Evgenia and I talk about TraumaZone, Adam Curtis’ latest doc series. It’s about seven hours long and tries to tells the story of the twin destructions that took place in Russia: the destruction of communism and the destruction of democracy.
Despite a lot of simplifications and its annoying Anglo-Saxon misery porn fetish, Evgenia thinks it’s a valuable historical document and it could only have been made by an outsider, precisely because of how traumatic the decade was for the ex-Soviets. Few people there want to think about happened, let alone alone dig in the archives and construct a clear narrative about those times. The entire population suffers from PTSD.
—Yasha Levine
A couple of notes.
Evgenia mentions a documentary that Paweł Pawlikowski made about Vladimir Zhirinovsky. She wrote about the film a while back. Evgenia also mentions a couple of documentaries by Johnson & Johnson heir Jamie Johnson: Born Rich and the The One Percent. As Evgenia says, they stand out because documentaries are as a general rule made by the rich about the poor. But Johnson, fresh out college, made a couple of docs about his own oligarchic class — his family and friends — and that’s very unusual.

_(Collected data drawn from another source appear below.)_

#[cfg(test)]
mod tests {
    use super::*;
    use lccd_primitives::transaction::TxIn;

    fn tx_spending(prevouts: &[OutPoint], outputs: usize, sequence: u32) -> Transaction {
        Transaction {
            version: 1,
            vin: prevouts
                .iter()
                .map(|prevout| TxIn {
                    prevout: *prevout,
                    script_sig: vec![0x01, 0x01],
                    sequence,
                })
                .collect(),
            vout: (0..outputs)
                .map(|_| TxOut::new(10_000, vec![0x51]))
                .collect(),
            lock_time: 0,
        }
    }

    fn add(pool: &mut TxMemPool, tx: Transaction, fee: Amount, time: i64) -> Hash256 {
        let entry = MempoolEntry::new(tx, fee, time, 1, false);
        let txid = entry.txid;
        let ancestors = pool
            .calculate_mempool_ancestors(&entry, &AncestorLimits::unlimited())
            .expect("ancestors");
        pool.add_unchecked(entry, &ancestors);
        txid
    }

    #[test]
    fn aggregates_track_parent_and_child() {
        let mut pool = TxMemPool::new(MempoolConfig::default());
        let parent = tx_spending(&[OutPoint::new([1u8; 32], 0)], 1, u32::MAX);
        let parent_id = add(&mut pool, parent.clone(), 1_000, 0);
        let child = tx_spending(&[OutPoint::new(parent_id, 0)], 1, u32::MAX);
        let child_id = add(&mut pool, child.clone(), 2_000, 0);

        let parent_entry = pool.get(&parent_id).expect("parent");
        assert_eq!(parent_entry.count_with_descendants(), 2);
        assert_eq!(parent_entry.fees_with_descendants(), 3_000);
        let child_entry = pool.get(&child_id).expect("child");
        assert_eq!(child_entry.count_with_ancestors(), 2);
        assert_eq!(child_entry.parents(), &[parent_id]);

        pool.remove_for_block(&[parent], 2, 100);
        let child_entry = pool.get(&child_id).expect("child survives");
        assert_eq!(child_entry.count_with_ancestors(), 1);
        assert_eq!(child_entry.size_with_ancestors(), child_entry.size);
        assert!(child_entry.parents().is_empty());
        assert_eq!(pool.usage(), child_entry.size);
    }

    #[test]
    fn ancestor_count_limit_reports_counts() {
        let mut pool = TxMemPool::new(MempoolConfig::default());
        let mut prev = OutPoint::new([1u8; 32], 0);
        for _ in 0..3 {
            let txid = add(&mut pool, tx_spending(&[prev], 1, u32::MAX), 1_000, 0);
            prev = OutPoint::new(txid, 0);
        }
        let limits = AncestorLimits {
            max_ancestors: 3,
            ..AncestorLimits::unlimited()
        };
        let entry = MempoolEntry::new(tx_spending(&[prev], 1, u32::MAX), 1_000, 0, 1, false);
        assert_eq!(
            pool.calculate_mempool_ancestors(&entry, &limits),
            Err("too many ancestors: 4 > 3".to_string())
        );
    }

    #[test]
    fn descendant_limits_guard_every_ancestor() {
        let mut pool = TxMemPool::new(MempoolConfig::default());
        let root = add(
            &mut pool,
            tx_spending(&[OutPoint::new([1u8; 32], 0)], 3, u32::MAX),
            1_000,
            0,
        );
        add(&mut pool, tx_spending(&[OutPoint::new(root, 0)], 1, u32::MAX), 1_000, 0);

        let entry = MempoolEntry::new(
            tx_spending(&[OutPoint::new(root, 1)], 1, u32::MAX),
            1_000,
            0,
            1,
            false,
        );
        let count_limited = AncestorLimits {
            max_descendants: 2,
            ..AncestorLimits::unlimited()
        };
        assert_eq!(
            pool.calculate_mempool_ancestors(&entry, &count_limited),
            Err("would exceed descendant limit".to_string())
        );

        let root_size = pool.get(&root).expect("root").size_with_descendants();
        let size_limited = AncestorLimits {
            max_descendant_size: root_size + entry.size - 1,
            ..AncestorLimits::unlimited()
        };
        assert_eq!(
            pool.calculate_mempool_ancestors(&entry, &size_limited),
            Err("would exceed descendant size limit".to_string())
        );

        let ancestor_size_limited = AncestorLimits {
            max_ancestor_size: entry.size,
            ..AncestorLimits::unlimited()
        };
        assert_eq!(
            pool.calculate_mempool_ancestors(&entry, &ancestor_size_limited),
            Err("exceeds ancestor size limit".to_string())
        );
    }

    #[test]
    fn long_cheap_packages_need_the_floor() {
        let mut pool = TxMemPool::new(MempoolConfig::default());
        let mut prev = OutPoint::new([1u8; 32], 0);
        for _ in 0..7 {
            let txid = add(&mut pool, tx_spending(&[prev], 1, u32::MAX), 0, 0);
            prev = OutPoint::new(txid, 0);
        }
        let entry = MempoolEntry::new(tx_spending(&[prev], 1, u32::MAX), 10, 0, 1, false);
        let limits = AncestorLimits {
            package_fee_floor: FeeRate::per_kb(1000),
            ..AncestorLimits::unlimited()
        };
        let err = pool
            .calculate_mempool_ancestors(&entry, &limits)
            .expect_err("cheap package");
        assert!(err.starts_with("package feerate too low"), "{err}");

        let generous = MempoolEntry::new(tx_spending(&[prev], 1, u32::MAX), 1_000_000, 0, 1, false);
        assert_eq!(
            pool.calculate_mempool_ancestors(&generous, &limits)
                .expect("well paid")
                .len(),
            7
        );
    }

    #[test]
    fn remove_recursive_takes_descendants_and_spenders() {
        let mut pool = TxMemPool::new(MempoolConfig::default());
        let confirmed = tx_spending(&[OutPoint::new([1u8; 32], 0)], 1, u32::MAX);
        let child = add(
            &mut pool,
            tx_spending(&[OutPoint::new(confirmed.txid(), 0)], 1, u32::MAX),
            500,
            0,
        );
        add(&mut pool, tx_spending(&[OutPoint::new(child, 0)], 1, u32::MAX), 500, 0);

        let removed = pool.remove_recursive(&confirmed, RemovalReason::Conflict);
        assert_eq!(removed.len(), 2);
        assert!(pool.is_empty());
        assert_eq!(pool.usage(), 0);
        assert!(pool.spender(&OutPoint::new(child, 0)).is_none());
    }

    #[test]
    fn block_conflicts_are_removed_with_descendants() {
        let mut pool = TxMemPool::new(MempoolConfig::default());
        let funding = OutPoint::new([4u8; 32], 0);
        let in_pool = add(&mut pool, tx_spending(&[funding], 1, u32::MAX), 500, 0);
        add(&mut pool, tx_spending(&[OutPoint::new(in_pool, 0)], 1, u32::MAX), 500, 0);

        let mut rival = tx_spending(&[funding], 1, u32::MAX);
        rival.lock_time = 7;
        let removed = pool.remove_for_block(&[rival], 10, 0);
        assert_eq!(removed.len(), 2);
        assert!(removed.iter().all(|item| item.reason == RemovalReason::Conflict));
        assert!(pool.is_empty());
    }

    #[test]
    fn expiry_takes_descendants_of_old_entries() {
        let mut pool = TxMemPool::new(MempoolConfig::default());
        let old = add(
            &mut pool,
            tx_spending(&[OutPoint::new([1u8; 32], 0)], 1, u32::MAX),
            500,
            10,
        );
        add(&mut pool, tx_spending(&[OutPoint::new(old, 0)], 1, u32::MAX), 500, 1_000);
        add(
            &mut pool,
            tx_spending(&[OutPoint::new([2u8; 32], 0)], 1, u32::MAX),
            500,
            1_000,
        );
        assert_eq!(pool.expire(500).len(), 2);
        assert_eq!(pool.len(), 1);
    }

    #[test]
    fn trimming_raises_and_decays_the_floor() {
        let mut pool = TxMemPool::new(MempoolConfig::default());
        let cheap = add(
            &mut pool,
            tx_spending(&[OutPoint::new([1u8; 32], 0)], 1, u32::MAX),
            100,
            0,
        );
        let rich = add(
            &mut pool,
            tx_spending(&[OutPoint::new([2u8; 32], 0)], 1, u32::MAX),
            50_000,
            0,
        );
        let cheap_rate = pool.get(&cheap).expect("cheap").fee_rate();
        let limit = pool.usage() - 1;

        let removed = pool.trim_to_size(limit);
        assert_eq!(removed.len(), 1);
        assert_eq!(removed[0].entry.txid, cheap);
        assert!(pool.contains(&rich));

        let floor = cheap_rate.saturating_add(FeeRate::per_kb(1000));
        // no block since the bump: the floor holds
        assert_eq!(pool.get_min_fee(1_000_000, 1_000_000), floor);

        pool.remove_for_block(&[], 5, 0);
        let decayed = pool.get_min_fee(1_000_000, ROLLING_FEE_HALFLIFE as i64 / 4);
        assert!(decayed < floor);
        assert!(pool.get_min_fee(1_000_000, 100 * ROLLING_FEE_HALFLIFE as i64) == FeeRate::ZERO);
    }

    #[test]
    fn child_paying_for_parent_outranks_standalone_tx() {
        let mut pool = TxMemPool::new(MempoolConfig::default());
        let parent = add(
            &mut pool,
            tx_spending(&[OutPoint::new([1u8; 32], 0)], 1, u32::MAX),
            10,
            0,
        );
        let child = add(
            &mut pool,
            tx_spending(&[OutPoint::new(parent, 0)], 1, u32::MAX),
            100_000,
            0,
        );
        let other = add(
            &mut pool,
            tx_spending(&[OutPoint::new([2u8; 32], 0)], 1, u32::MAX),
            1_000,
            0,
        );

        let parent_entry = pool.get(&parent).expect("parent");
        let other_entry = pool.get(&other).expect("other");
        assert!(parent_entry.fee_rate() < other_entry.fee_rate());
        assert!(parent_entry.descendant_score() > other_entry.descendant_score());

        let removed = pool.trim_to_size(pool.usage() - 1);
        assert_eq!(removed.len(), 1);
        assert_eq!(removed[0].entry.txid, other);
        assert!(pool.contains(&parent));
        assert!(pool.contains(&child));
    }

    #[test]
    fn cheap_child_is_trimmed_before_its_parent() {
        let mut pool = TxMemPool::new(MempoolConfig::default());
        let parent = add(
            &mut pool,
            tx_spending(&[OutPoint::new([1u8; 32], 0)], 1, u32::MAX),
            50_000,
            0,
        );
        let child = add(
            &mut pool,
            tx_spending(&[OutPoint::new(parent, 0)], 1, u32::MAX),
            10,
            0,
        );

        let removed = pool.trim_to_size(pool.usage() - 1);
        assert_eq!(removed.len(), 1);
        assert_eq!(removed[0].entry.txid, child);
        assert!(pool.contains(&parent));
        assert_eq!(pool.get(&parent).expect("parent").count_with_descendants(), 1);
    }

    #[test]
    fn prioritisation_moves_package_fees() {
        let mut pool = TxMemPool::new(MempoolConfig::default());
        let parent = add(
            &mut pool,
            tx_spending(&[OutPoint::new([1u8; 32], 0)], 1, u32::MAX),
            1_000,
            0,
        );
        let child = add(&mut pool, tx_spending(&[OutPoint::new(parent, 0)], 1, u32::MAX), 1_000, 0);
        pool.prioritise_transaction(parent, 5_000);
        assert_eq!(pool.get(&parent).expect("parent").modified_fee(), 6_000);
        assert_eq!(pool.get(&child).expect("child").fees_with_ancestors(), 7_000);
        assert_eq!(pool.get(&parent).expect("parent").fees_with_descendants(), 7_000);
    }
}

Want to know more? Check out previous episodes of The Russians.
TraumaPorn from Adam Curtis
I couldn't bring myself to read Generation P because at one point a former coworker would waltz around the office with it. Among his many faults he was a "repat", in that unlike an "expat" he apparently emigrated much like Yasha did to California, and then for reasons that escape me later returned to Moscow and thus held the absolute worst opinions of both worlds. He would use the term "sovok" frequently in conversation, both in English and Russian. It was insufferable.
Anyway excellent commentary as ever. I enjoyed TraumaZone but I think far too much of it will fly over people's heads because of the sheer densitry of everything in all the footage that I don't think even Curtis might be aware of, because every 30 seconds needs some kind of footnote. For all their faults, the BBC had some of the best stringers in the world that had an incredible sense of detail capturing the soviet/post soviet space on film.
The Ames term, “depression porn” came to mind when I saw this. I suppose I found it riveting. Having heard this story told via text and audio it was eye-opening to see footage.
The way Communist propaganda about USA kind of proved itself right in the end, actually gives me some weird nihilist hope. That change whatever direction it goes is possible.
I saw that 2006 Johnson documentary some time ago. I’m glad I never grew up obsecenly overburdened with resources. Those types have an empty hole and must constantly prove themselves.